Explode on something inanimate or running till it's burnt out. Give yourself a clean slate, then dont repress but express at the time in more controlled expressions?
 
Well if you dont repress then when you express it won't be explosive
I like the simplicity of this, and agree this is the ideal situation regarding anger than I want to work towards.
At the same time, it’s not consistent with my experience.

It’s like what you said about how others perceive the emotion.
The reputation and cultural norm of shame around anger often is utilized against me.

I know it isn’t true but there is this strange belief that many people in my life seem to hold that if someone expresses an anger that is not tempered ‘enough’, this individual is automatically in the wrong.
The act of visually displaying the anger seems to be bordering taboo, and instead of being read as “something is wrong” or “there is a problem that needs to be addressed” some sort of jujitsu happens and the takeaway becomes “the angry person is wrong”.
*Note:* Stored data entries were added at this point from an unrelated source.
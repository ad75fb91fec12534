//! Arena selection strategies.
//!
//! A strategy only chooses where the arena scan starts. Every arena is still
//! probed before the set grows, so a poor choice costs time, never memory.

use core::cell::Cell;
use core::fmt;
use core::str::FromStr;
use core::sync::atomic::{AtomicU64, AtomicUsize, Ordering};
use std::sync::Arc;

use crate::arena::ArenaBox;

/// Read-only view of the per-arena hints a strategy may rank by.
pub struct WeightTable<'a> {
  arenas: &'a [ArenaBox],
}

impl<'a> WeightTable<'a> {
  pub(crate) fn new(arenas: &'a [ArenaBox]) -> Self {
    Self { arenas }
  }

  #[inline]
  pub fn len(&self) -> usize {
    self.arenas.len()
  }

  #[inline]
  pub fn is_empty(&self) -> bool {
    self.arenas.is_empty()
  }

  /// Approximate free block count of arena `idx`.
  #[inline]
  pub fn weight(&self, idx: usize) -> usize {
    self.arenas[idx].weight()
  }

  /// Free bytes of arena `idx`, as last published.
  #[inline]
  pub fn free_size(&self, idx: usize) -> usize {
    self.arenas[idx].free_size()
  }
}

/// Chooses the arena index a scan starts from.
pub trait PickStrategy: fmt::Debug + Send + Sync {
  /// Called with a non-empty table; must return an index below `table.len()`.
  fn pick(&self, table: &WeightTable<'_>) -> usize;
}

/// Weighted random start: arenas with more free blocks are favored.
///
/// Draws uniformly in `[0, total)` and takes the first arena whose prefix
/// weight reaches the draw. With no weight at all it starts in the middle.
#[derive(Debug, Default, Clone, Copy)]
pub struct Weighted;

impl PickStrategy for Weighted {
  fn pick(&self, table: &WeightTable<'_>) -> usize {
    let len = table.len();
    let total: usize = (0..len).map(|i| table.weight(i)).sum();
    if total == 0 {
      return len / 2;
    }

    let draw = (next_random() % total as u64) as usize;
    let mut prefix = 0;
    for i in 0..len {
      prefix += table.weight(i);
      if prefix >= draw {
        return i;
      }
    }
    // Weights moved under us; any index will do.
    len - 1
  }
}

/// Rotates the start over all arenas.
#[derive(Debug, Default)]
pub struct RoundRobin {
  cursor: AtomicUsize,
}

impl PickStrategy for RoundRobin {
  fn pick(&self, table: &WeightTable<'_>) -> usize {
    self.cursor.fetch_add(1, Ordering::Relaxed) % table.len()
  }
}

/// Starts at the arena with the most free bytes.
#[derive(Debug, Default, Clone, Copy)]
pub struct MostFree;

impl PickStrategy for MostFree {
  fn pick(&self, table: &WeightTable<'_>) -> usize {
    (0..table.len())
      .max_by_key(|&i| table.free_size(i))
      .unwrap_or(0)
  }
}

/// Names of the built-in strategies, as accepted by configuration.
#[derive(Debug, Clone, Copy, PartialEq, Eq, Default)]
pub enum PickKind {
  #[default]
  Weighted,
  RoundRobin,
  MostFree,
}

impl PickKind {
  pub fn build(self) -> Arc<dyn PickStrategy> {
    match self {
      PickKind::Weighted => Arc::new(Weighted),
      PickKind::RoundRobin => Arc::new(RoundRobin::default()),
      PickKind::MostFree => Arc::new(MostFree),
    }
  }
}

impl FromStr for PickKind {
  type Err = String;

  fn from_str(s: &str) -> Result<Self, Self::Err> {
    match s.trim().to_ascii_lowercase().as_str() {
      "weighted" | "random" => Ok(PickKind::Weighted),
      "round-robin" | "roundrobin" | "rr" => Ok(PickKind::RoundRobin),
      "most-free" | "mostfree" => Ok(PickKind::MostFree),
      other => Err(format!("unknown pick strategy `{other}`")),
    }
  }
}

// =============================================================================
// Per-thread random source
// =============================================================================

fn seed() -> u64 {
  static CTR: AtomicU64 = AtomicU64::new(1);
  // splitmix64 of a per-thread counter; never zero.
  let mut z = CTR
    .fetch_add(1, Ordering::Relaxed)
    .wrapping_mul(0x9E37_79B9_7F4A_7C15);
  z = (z ^ (z >> 30)).wrapping_mul(0xBF58_476D_1CE4_E5B9);
  z = (z ^ (z >> 27)).wrapping_mul(0x94D0_49BB_1331_11EB);
  (z ^ (z >> 31)) | 1
}

/// xorshift64* over thread-local state.
fn next_random() -> u64 {
  thread_local! {
    static STATE: Cell<u64> = Cell::new(seed());
  }
  STATE.with(|state| {
    let mut x = state.get();
    x ^= x >> 12;
    x ^= x << 25;
    x ^= x >> 27;
    state.set(x);
    x.wrapping_mul(0x2545_F491_4F6C_DD1D)
  })
}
Because the nature of anger is so offensive and non-harmonious?
Not sure.
What I do know is that it will be difficult to reach the ideal of no repress, then no explosion while express while these norms exist.

Another factor to consider.
The level of anger varies from situation to situation.
I am capable of experiencing anger and calmly communicating/confronting another about a disruptive behavior.
This too is met with mixed results.
I find even when calm and non explosive, people are good at sensing the anger. Some people do not like being told that they are being disruptive or doing something “wrong”and will mirror back the anger.
Some people will laugh and say they didn’t realize they were behaving disruptively and adjust.
Just circled back to “how others will perceive the anger and respond”
 
Explode on something inanimate or running till it's burnt out. Give yourself a clean slate, then dont repress but express at the time in more controlled expressions?
Will make attempts to clean the slate, but am predicting problems.
It’s incredibly difficult when anger bubbles up regarding certain issues. Certain issues in my life seem to have more anger built up behind them than others. The lesser distressing issues do have access to a healthier expression level of anger. Sometimes there is overflow, but just sometimes.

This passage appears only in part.